[Start of section]
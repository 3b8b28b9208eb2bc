//! Instrument reference data
//!
//! Instruments are read-mostly: the engine only looks them up. The registry
//! here backs tests and embedded deployments; [`crate::persistence::PgStore`]
//! serves the same trait from the `instruments` table.

use async_trait::async_trait;
use chrono::{DateTime, Utc};
use fxhash::FxHashMap;
use parking_lot::RwLock;
use serde::{Deserialize, Serialize};
use services_common::{Px, Symbol};
use tracing::debug;

use crate::error::{StoreResult, ValidationError};

/// Tradable instrument
#[derive(Debug, Clone, PartialEq, Eq, Serialize, Deserialize)]
pub struct Instrument {
    /// Ticker
    pub symbol: Symbol,
    /// Display name
    pub name: String,
    /// Free-form description
    pub description: String,
    /// Industry sector
    pub sector: String,
    /// Current reference price
    pub reference_price: Px,
    /// Session high
    pub day_high: Px,
    /// Session low
    pub day_low: Px,
    /// Session volume in shares
    pub volume: i64,
    /// Market capitalisation in whole currency units
    pub market_cap: i64,
    /// Last refresh of this record
    pub last_updated: DateTime<Utc>,
}

impl Instrument {
    /// Check the record is fit to be listed
    pub fn validate(&self) -> Result<(), ValidationError> {
        let invalid = |reason: &str| ValidationError::InvalidInstrument {
            symbol: self.symbol.to_string(),
            reason: reason.to_string(),
        };

        if self.name.trim().is_empty() {
            return Err(invalid("stock name cannot be empty"));
        }
        if !self.reference_price.is_positive() {
            return Err(invalid("stock price must be greater than 0"));
        }
        if self.day_high < self.day_low {
            return Err(invalid("day high cannot be less than day low"));
        }
        if self.volume < 0 {
            return Err(invalid("volume cannot be negative"));
        }
        if self.market_cap <= 0 {
            return Err(invalid("market cap must be greater than 0"));
        }
        if self.sector.trim().is_empty() {
            return Err(invalid("sector cannot be empty"));
        }
        Ok(())
    }
}

/// Read access to listed instruments
#[async_trait]
pub trait InstrumentReference: Send + Sync {
    /// Instrument for `symbol`, or `None` if it is not listed
    async fn lookup(&self, symbol: &Symbol) -> StoreResult<Option<Instrument>>;

    /// All listed instruments, ordered by symbol
    async fn list(&self) -> StoreResult<Vec<Instrument>>;
}

/// In-memory instrument registry
#[derive(Debug, Default)]
pub struct InstrumentRegistry {
    instruments: RwLock<FxHashMap<Symbol, Instrument>>,
}

impl InstrumentRegistry {
    /// Empty registry
    #[must_use]
    pub fn new() -> Self {
        Self::default()
    }

    /// Registry holding the venue's default listing
    #[must_use]
    pub fn with_defaults() -> Self {
        let registry = Self::new();
        {
            let mut instruments = registry.instruments.write();
            for instrument in default_catalogue() {
                instruments.insert(instrument.symbol.clone(), instrument);
            }
        }
        registry
    }

    /// List or refresh an instrument
    pub fn register(&self, instrument: Instrument) -> Result<(), ValidationError> {
        instrument.validate()?;
        debug!("Registering instrument {}", instrument.symbol);
        self.instruments.write().insert(instrument.symbol.clone(), instrument);
        Ok(())
    }

    /// Number of listed instruments
    #[must_use]
    pub fn len(&self) -> usize {
        self.instruments.read().len()
    }

    /// Check if nothing is listed
    #[must_use]
    pub fn is_empty(&self) -> bool {
        self.instruments.read().is_empty()
    }
}

#[async_trait]
impl InstrumentReference for InstrumentRegistry {
    async fn lookup(&self, symbol: &Symbol) -> StoreResult<Option<Instrument>> {
        Ok(self.instruments.read().get(symbol).cloned())
    }

    async fn list(&self) -> StoreResult<Vec<Instrument>> {
        let mut all: Vec<Instrument> = self.instruments.read().values().cloned().collect();
        all.sort_by(|a, b| a.symbol.cmp(&b.symbol));
        Ok(all)
    }
}

/// The venue's fixed listing with opening reference data
#[must_use]
pub fn default_catalogue() -> Vec<Instrument> {
    const LISTING: [(&str, &str, &str, i64, i64); 10] = [
        ("NXTECH", "NexTech Systems", "Technology", 15_250, 48_000_000_000),
        ("QNTUM", "Quantum Dynamics", "Technology", 8_740, 21_500_000_000),
        ("CYBEX", "Cybex Security", "Technology", 6_315, 12_800_000_000),
        ("SOLRX", "SolarX Energy", "Energy", 4_290, 9_600_000_000),
        ("FUSON", "Fusion Power Group", "Energy", 11_875, 33_100_000_000),
        ("GENUM", "Genum Biosciences", "Healthcare", 9_420, 18_700_000_000),
        ("MEDIX", "Medix Therapeutics", "Healthcare", 5_560, 7_900_000_000),
        ("AITHN", "Aithon Intelligence", "Technology", 21_030, 64_200_000_000),
        ("NRLNK", "NeuraLink Devices", "Healthcare", 17_685, 41_300_000_000),
        ("COGNT", "Cognit Robotics", "Industrials", 7_150, 15_400_000_000),
    ];

    let now = Utc::now();
    LISTING
        .iter()
        .filter_map(|&(ticker, name, sector, cents, market_cap)| {
            let symbol = Symbol::parse(ticker).ok()?;
            let price = Px::from_cents(cents);
            Some(Instrument {
                symbol,
                name: name.to_string(),
                description: format!("{name} common stock"),
                sector: sector.to_string(),
                reference_price: price,
                day_high: price,
                day_low: price,
                volume: 0,
                market_cap,
                last_updated: now,
            })
        })
        .collect()
}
[End of section]
A line belongs in the answer if it contains the word "greater"; please copy each such line from the material.

            return Err(invalid("stock price must be greater than 0"));
            return Err(invalid("market cap must be greater than 0"));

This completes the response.